Using the listing below, report how many lines hold the word "ActiveModel", and nothing else.

>>>

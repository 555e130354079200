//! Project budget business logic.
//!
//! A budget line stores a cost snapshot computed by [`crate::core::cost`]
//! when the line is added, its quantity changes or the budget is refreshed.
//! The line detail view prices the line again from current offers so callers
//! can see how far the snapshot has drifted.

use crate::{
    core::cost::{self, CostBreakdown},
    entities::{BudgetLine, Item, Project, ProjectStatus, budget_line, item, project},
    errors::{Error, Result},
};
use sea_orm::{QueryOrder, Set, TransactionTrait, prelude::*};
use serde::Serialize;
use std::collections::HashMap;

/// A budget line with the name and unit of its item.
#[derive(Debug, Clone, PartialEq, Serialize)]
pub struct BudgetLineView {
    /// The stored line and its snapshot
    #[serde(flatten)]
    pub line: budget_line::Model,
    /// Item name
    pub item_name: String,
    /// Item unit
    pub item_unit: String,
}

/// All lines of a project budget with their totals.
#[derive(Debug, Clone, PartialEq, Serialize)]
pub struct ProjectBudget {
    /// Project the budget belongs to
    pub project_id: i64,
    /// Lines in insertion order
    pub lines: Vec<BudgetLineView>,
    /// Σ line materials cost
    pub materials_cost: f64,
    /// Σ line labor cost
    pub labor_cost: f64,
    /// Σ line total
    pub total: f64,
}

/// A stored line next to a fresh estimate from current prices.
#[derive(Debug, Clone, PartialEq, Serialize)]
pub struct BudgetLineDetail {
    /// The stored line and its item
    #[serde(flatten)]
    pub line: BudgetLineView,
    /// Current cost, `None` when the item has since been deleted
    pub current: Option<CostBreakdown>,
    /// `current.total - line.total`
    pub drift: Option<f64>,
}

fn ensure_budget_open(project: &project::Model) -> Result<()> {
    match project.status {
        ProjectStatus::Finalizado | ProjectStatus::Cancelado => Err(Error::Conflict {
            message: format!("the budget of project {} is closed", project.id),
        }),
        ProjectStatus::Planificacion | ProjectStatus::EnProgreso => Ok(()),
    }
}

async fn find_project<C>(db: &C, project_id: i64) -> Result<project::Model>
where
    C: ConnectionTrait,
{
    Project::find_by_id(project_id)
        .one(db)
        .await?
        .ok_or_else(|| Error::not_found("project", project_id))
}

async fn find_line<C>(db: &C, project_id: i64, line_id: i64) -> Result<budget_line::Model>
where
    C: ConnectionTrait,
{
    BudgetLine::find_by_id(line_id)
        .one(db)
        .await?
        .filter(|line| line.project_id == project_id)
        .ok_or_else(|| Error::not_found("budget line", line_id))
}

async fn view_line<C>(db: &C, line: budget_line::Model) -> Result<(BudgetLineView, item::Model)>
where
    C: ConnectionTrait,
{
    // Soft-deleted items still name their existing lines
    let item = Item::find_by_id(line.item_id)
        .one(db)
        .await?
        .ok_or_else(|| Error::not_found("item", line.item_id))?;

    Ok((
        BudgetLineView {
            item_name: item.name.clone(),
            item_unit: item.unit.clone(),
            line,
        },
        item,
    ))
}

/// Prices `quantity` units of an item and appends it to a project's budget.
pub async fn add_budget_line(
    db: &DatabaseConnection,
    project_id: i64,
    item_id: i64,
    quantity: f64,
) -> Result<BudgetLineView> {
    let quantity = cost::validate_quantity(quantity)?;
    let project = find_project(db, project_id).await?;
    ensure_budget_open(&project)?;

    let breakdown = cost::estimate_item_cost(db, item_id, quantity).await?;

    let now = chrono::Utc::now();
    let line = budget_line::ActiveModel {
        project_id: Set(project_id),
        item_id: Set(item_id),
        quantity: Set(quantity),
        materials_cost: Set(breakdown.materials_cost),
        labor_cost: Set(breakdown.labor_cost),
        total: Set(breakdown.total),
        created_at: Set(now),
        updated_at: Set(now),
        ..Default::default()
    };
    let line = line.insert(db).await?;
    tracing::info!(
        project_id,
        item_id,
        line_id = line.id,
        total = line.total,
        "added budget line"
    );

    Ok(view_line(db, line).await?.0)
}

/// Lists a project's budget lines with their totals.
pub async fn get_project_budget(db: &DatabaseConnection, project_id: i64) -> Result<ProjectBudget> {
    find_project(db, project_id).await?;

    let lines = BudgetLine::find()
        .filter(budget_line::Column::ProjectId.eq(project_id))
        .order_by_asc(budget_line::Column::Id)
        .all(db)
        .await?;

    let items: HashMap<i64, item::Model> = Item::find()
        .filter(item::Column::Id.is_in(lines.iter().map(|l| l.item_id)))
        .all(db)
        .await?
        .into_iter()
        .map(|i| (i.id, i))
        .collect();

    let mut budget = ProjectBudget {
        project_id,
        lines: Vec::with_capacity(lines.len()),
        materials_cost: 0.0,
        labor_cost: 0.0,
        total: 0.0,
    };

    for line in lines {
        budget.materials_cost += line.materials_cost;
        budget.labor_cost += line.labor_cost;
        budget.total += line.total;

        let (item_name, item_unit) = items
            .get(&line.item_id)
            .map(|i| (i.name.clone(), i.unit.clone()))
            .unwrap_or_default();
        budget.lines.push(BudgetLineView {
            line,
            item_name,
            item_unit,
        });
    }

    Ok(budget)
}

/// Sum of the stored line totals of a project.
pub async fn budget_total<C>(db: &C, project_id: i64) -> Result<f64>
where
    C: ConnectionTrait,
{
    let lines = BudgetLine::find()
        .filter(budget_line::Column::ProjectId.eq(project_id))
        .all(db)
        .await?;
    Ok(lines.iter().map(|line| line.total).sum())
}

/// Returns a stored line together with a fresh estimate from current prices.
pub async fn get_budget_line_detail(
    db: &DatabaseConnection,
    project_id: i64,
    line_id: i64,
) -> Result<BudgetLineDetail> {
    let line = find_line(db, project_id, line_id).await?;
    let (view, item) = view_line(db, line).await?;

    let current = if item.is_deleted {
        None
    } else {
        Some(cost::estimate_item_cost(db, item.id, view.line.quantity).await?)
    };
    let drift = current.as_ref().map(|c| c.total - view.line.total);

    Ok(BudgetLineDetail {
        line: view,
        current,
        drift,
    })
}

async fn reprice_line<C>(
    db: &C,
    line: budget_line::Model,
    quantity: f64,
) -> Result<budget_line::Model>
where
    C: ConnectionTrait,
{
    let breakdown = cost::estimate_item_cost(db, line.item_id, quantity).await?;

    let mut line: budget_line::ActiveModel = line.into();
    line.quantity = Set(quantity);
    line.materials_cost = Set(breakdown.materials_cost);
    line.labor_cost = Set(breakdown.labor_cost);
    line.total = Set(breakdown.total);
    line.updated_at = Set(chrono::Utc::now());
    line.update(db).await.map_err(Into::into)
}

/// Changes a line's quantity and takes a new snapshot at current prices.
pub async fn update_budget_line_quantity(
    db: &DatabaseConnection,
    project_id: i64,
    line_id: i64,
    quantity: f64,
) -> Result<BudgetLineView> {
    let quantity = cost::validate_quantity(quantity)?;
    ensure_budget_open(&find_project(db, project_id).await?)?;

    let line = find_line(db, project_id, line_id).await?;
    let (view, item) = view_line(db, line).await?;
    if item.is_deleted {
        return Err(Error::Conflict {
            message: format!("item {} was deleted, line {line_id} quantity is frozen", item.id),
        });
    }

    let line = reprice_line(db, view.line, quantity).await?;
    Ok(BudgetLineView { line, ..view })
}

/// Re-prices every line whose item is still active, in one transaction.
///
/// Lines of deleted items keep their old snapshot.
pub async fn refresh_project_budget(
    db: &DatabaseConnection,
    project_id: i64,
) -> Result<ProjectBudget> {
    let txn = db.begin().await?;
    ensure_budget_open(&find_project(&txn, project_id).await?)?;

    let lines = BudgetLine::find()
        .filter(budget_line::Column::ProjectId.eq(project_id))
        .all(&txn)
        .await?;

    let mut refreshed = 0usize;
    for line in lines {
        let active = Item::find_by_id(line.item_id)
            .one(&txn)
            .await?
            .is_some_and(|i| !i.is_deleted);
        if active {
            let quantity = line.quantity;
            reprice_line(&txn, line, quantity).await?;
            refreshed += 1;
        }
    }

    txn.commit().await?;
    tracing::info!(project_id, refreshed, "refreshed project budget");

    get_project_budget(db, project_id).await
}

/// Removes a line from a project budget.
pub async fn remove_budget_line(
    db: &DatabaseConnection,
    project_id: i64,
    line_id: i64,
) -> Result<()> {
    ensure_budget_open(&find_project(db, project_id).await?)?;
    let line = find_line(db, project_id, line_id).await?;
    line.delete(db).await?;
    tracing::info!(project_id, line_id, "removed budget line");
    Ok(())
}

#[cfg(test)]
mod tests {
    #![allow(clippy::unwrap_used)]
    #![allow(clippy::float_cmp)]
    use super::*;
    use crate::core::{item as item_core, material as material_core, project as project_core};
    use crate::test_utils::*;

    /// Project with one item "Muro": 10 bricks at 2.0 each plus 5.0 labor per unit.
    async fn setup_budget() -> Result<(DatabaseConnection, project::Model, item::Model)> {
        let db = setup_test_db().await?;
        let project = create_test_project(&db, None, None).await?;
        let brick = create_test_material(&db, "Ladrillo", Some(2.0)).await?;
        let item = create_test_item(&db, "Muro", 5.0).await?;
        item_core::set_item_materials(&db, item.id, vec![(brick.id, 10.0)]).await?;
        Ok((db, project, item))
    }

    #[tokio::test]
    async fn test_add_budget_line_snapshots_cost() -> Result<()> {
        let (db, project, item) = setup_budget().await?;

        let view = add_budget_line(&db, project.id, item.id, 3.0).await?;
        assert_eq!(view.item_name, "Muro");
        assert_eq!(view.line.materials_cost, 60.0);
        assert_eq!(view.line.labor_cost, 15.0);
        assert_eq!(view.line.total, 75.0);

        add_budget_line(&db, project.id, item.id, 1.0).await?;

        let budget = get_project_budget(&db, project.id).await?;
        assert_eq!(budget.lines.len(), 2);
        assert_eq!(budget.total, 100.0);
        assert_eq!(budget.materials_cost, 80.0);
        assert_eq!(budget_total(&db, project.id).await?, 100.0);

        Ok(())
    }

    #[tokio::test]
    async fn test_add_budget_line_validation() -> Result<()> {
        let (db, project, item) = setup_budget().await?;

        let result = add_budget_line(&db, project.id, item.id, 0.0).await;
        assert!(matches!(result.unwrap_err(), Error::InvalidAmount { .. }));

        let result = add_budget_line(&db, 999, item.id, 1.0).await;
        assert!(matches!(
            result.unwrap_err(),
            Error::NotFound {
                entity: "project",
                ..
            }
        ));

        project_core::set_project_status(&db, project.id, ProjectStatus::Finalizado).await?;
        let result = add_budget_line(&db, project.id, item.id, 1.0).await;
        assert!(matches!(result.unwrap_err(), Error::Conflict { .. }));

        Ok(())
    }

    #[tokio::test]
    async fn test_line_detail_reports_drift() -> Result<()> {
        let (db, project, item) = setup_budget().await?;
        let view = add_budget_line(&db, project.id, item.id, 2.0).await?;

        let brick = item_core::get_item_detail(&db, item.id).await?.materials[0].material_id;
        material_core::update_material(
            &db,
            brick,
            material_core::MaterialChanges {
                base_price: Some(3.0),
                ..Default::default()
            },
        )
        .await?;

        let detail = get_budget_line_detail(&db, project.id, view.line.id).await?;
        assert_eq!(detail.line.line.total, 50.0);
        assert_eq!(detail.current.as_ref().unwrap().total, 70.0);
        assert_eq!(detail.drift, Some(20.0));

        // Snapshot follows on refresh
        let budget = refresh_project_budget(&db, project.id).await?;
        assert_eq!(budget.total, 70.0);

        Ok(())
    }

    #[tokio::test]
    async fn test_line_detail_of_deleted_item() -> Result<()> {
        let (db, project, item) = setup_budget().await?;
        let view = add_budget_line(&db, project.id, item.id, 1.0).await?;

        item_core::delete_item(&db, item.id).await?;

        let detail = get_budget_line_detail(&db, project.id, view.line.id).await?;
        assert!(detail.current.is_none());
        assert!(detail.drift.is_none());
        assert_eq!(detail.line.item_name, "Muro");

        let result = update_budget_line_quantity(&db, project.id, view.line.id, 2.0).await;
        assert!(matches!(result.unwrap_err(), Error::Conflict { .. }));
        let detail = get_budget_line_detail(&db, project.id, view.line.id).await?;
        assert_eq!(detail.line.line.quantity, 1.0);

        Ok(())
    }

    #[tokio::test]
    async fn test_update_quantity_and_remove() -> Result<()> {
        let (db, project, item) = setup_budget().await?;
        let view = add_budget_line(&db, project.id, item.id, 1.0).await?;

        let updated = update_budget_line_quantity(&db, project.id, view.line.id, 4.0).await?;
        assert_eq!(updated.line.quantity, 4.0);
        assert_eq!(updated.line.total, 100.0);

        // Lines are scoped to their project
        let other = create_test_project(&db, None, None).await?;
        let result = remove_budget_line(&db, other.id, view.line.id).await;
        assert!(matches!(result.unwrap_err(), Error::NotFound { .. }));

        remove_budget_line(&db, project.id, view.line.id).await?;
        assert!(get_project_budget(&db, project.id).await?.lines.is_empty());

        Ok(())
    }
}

<<<

• **Task output**:
2